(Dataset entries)

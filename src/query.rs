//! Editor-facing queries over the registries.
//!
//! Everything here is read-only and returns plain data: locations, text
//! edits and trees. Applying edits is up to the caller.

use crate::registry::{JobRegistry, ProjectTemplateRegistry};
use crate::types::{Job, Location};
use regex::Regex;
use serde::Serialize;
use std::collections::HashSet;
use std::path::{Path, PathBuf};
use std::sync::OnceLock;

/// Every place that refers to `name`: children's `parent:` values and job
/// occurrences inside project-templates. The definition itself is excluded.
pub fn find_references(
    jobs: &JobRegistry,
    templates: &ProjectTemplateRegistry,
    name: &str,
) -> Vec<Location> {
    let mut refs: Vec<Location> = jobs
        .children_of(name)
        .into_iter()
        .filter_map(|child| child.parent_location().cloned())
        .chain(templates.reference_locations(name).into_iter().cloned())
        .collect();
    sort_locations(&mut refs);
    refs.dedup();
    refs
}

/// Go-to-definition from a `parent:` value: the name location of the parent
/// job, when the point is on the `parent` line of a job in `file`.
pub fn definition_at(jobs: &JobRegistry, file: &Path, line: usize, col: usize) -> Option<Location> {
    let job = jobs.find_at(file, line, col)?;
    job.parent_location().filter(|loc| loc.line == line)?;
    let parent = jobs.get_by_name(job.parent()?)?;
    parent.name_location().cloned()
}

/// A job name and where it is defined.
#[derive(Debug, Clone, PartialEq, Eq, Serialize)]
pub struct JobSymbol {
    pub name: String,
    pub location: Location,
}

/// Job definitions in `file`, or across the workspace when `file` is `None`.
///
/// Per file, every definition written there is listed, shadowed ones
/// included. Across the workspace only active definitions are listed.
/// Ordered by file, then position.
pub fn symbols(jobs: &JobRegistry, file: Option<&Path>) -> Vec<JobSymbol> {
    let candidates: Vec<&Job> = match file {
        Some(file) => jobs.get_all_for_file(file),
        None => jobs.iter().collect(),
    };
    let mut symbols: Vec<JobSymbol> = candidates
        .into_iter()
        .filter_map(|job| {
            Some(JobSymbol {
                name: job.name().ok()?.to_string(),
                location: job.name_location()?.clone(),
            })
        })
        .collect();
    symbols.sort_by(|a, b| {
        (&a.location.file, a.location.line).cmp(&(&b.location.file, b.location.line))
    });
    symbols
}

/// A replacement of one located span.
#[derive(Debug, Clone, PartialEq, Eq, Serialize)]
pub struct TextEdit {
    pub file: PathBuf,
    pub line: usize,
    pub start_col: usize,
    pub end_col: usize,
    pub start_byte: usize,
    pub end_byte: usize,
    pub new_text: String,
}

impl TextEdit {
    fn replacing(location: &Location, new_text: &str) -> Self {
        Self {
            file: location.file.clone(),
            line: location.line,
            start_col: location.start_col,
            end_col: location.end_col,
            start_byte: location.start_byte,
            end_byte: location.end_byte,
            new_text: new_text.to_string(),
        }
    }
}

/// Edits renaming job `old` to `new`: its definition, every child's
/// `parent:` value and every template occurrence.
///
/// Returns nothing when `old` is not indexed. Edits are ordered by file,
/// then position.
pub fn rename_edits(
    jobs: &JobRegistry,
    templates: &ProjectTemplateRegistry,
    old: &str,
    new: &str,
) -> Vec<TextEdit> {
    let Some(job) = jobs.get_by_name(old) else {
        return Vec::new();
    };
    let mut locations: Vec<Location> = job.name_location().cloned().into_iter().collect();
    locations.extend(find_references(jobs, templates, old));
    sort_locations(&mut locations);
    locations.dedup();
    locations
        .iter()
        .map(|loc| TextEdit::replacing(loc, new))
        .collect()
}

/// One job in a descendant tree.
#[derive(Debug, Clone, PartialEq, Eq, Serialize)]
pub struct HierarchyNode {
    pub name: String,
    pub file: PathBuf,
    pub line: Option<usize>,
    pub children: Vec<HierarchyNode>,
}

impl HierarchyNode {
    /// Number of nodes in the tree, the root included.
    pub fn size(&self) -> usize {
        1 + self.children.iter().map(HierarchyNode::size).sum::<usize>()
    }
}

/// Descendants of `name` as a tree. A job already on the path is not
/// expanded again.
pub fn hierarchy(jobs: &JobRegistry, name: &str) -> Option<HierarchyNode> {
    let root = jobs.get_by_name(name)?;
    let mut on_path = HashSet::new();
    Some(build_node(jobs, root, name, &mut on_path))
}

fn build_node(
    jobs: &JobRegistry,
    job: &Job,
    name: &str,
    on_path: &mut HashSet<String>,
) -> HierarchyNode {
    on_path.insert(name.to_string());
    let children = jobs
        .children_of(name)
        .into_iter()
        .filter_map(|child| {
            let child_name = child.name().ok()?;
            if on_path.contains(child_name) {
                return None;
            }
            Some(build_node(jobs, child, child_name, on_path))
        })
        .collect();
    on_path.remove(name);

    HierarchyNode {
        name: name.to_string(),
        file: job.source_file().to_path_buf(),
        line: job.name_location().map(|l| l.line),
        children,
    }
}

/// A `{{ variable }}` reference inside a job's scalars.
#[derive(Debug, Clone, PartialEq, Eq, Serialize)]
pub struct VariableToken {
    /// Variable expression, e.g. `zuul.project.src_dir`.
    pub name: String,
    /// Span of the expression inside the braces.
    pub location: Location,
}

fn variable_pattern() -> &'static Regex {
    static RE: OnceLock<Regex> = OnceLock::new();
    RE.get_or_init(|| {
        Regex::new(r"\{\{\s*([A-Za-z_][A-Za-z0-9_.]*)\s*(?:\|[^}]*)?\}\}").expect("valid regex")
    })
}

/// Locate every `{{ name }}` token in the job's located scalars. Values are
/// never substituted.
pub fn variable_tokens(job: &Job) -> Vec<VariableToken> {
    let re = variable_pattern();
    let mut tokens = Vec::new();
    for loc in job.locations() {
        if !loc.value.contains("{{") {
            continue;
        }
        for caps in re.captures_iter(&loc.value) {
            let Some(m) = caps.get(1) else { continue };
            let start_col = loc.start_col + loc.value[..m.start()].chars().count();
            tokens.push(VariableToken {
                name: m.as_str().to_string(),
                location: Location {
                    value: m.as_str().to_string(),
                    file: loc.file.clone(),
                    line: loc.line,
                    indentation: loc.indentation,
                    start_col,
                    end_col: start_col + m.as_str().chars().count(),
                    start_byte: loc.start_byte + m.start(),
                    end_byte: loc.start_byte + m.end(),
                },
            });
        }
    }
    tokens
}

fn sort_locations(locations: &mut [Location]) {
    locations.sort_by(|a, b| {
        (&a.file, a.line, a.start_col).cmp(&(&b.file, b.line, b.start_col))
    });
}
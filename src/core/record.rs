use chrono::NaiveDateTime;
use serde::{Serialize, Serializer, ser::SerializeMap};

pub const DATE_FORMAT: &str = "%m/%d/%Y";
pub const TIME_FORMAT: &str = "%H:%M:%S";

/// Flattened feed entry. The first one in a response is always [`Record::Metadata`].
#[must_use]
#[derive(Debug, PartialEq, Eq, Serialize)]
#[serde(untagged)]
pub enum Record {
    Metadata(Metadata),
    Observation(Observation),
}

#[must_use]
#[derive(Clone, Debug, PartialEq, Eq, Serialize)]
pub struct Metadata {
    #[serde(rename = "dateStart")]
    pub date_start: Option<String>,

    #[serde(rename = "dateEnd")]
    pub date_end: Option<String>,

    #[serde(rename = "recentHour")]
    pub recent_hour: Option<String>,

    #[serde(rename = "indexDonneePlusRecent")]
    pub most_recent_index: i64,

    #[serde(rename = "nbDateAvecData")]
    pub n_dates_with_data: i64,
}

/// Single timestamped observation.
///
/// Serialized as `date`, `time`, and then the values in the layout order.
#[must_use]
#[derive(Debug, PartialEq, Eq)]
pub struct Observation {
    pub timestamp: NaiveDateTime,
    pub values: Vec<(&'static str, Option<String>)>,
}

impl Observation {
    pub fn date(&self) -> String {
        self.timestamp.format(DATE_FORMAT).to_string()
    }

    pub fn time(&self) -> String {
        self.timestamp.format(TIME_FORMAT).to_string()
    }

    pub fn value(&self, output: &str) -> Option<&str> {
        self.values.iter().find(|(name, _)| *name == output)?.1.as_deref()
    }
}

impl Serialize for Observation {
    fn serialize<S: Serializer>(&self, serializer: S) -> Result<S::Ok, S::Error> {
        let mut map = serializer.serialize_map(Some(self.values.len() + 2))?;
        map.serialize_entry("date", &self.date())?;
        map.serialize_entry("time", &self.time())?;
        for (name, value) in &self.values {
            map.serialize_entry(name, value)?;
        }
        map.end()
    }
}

▸ Task description
From the data above, output exactly the lines between the one containing "every template occurrence." and the one containing "a descendant tree.", counting both of them.

▸ Task solution
/// `parent:` value and every template occurrence.
///
/// Returns nothing when `old` is not indexed. Edits are ordered by file,
/// then position.
pub fn rename_edits(
    jobs: &JobRegistry,
    templates: &ProjectTemplateRegistry,
    old: &str,
    new: &str,
) -> Vec<TextEdit> {
    let Some(job) = jobs.get_by_name(old) else {
        return Vec::new();
    };
    let mut locations: Vec<Location> = job.name_location().cloned().into_iter().collect();
    locations.extend(find_references(jobs, templates, old));
    sort_locations(&mut locations);
    locations.dedup();
    locations
        .iter()
        .map(|loc| TextEdit::replacing(loc, new))
        .collect()
}

/// One job in a descendant tree.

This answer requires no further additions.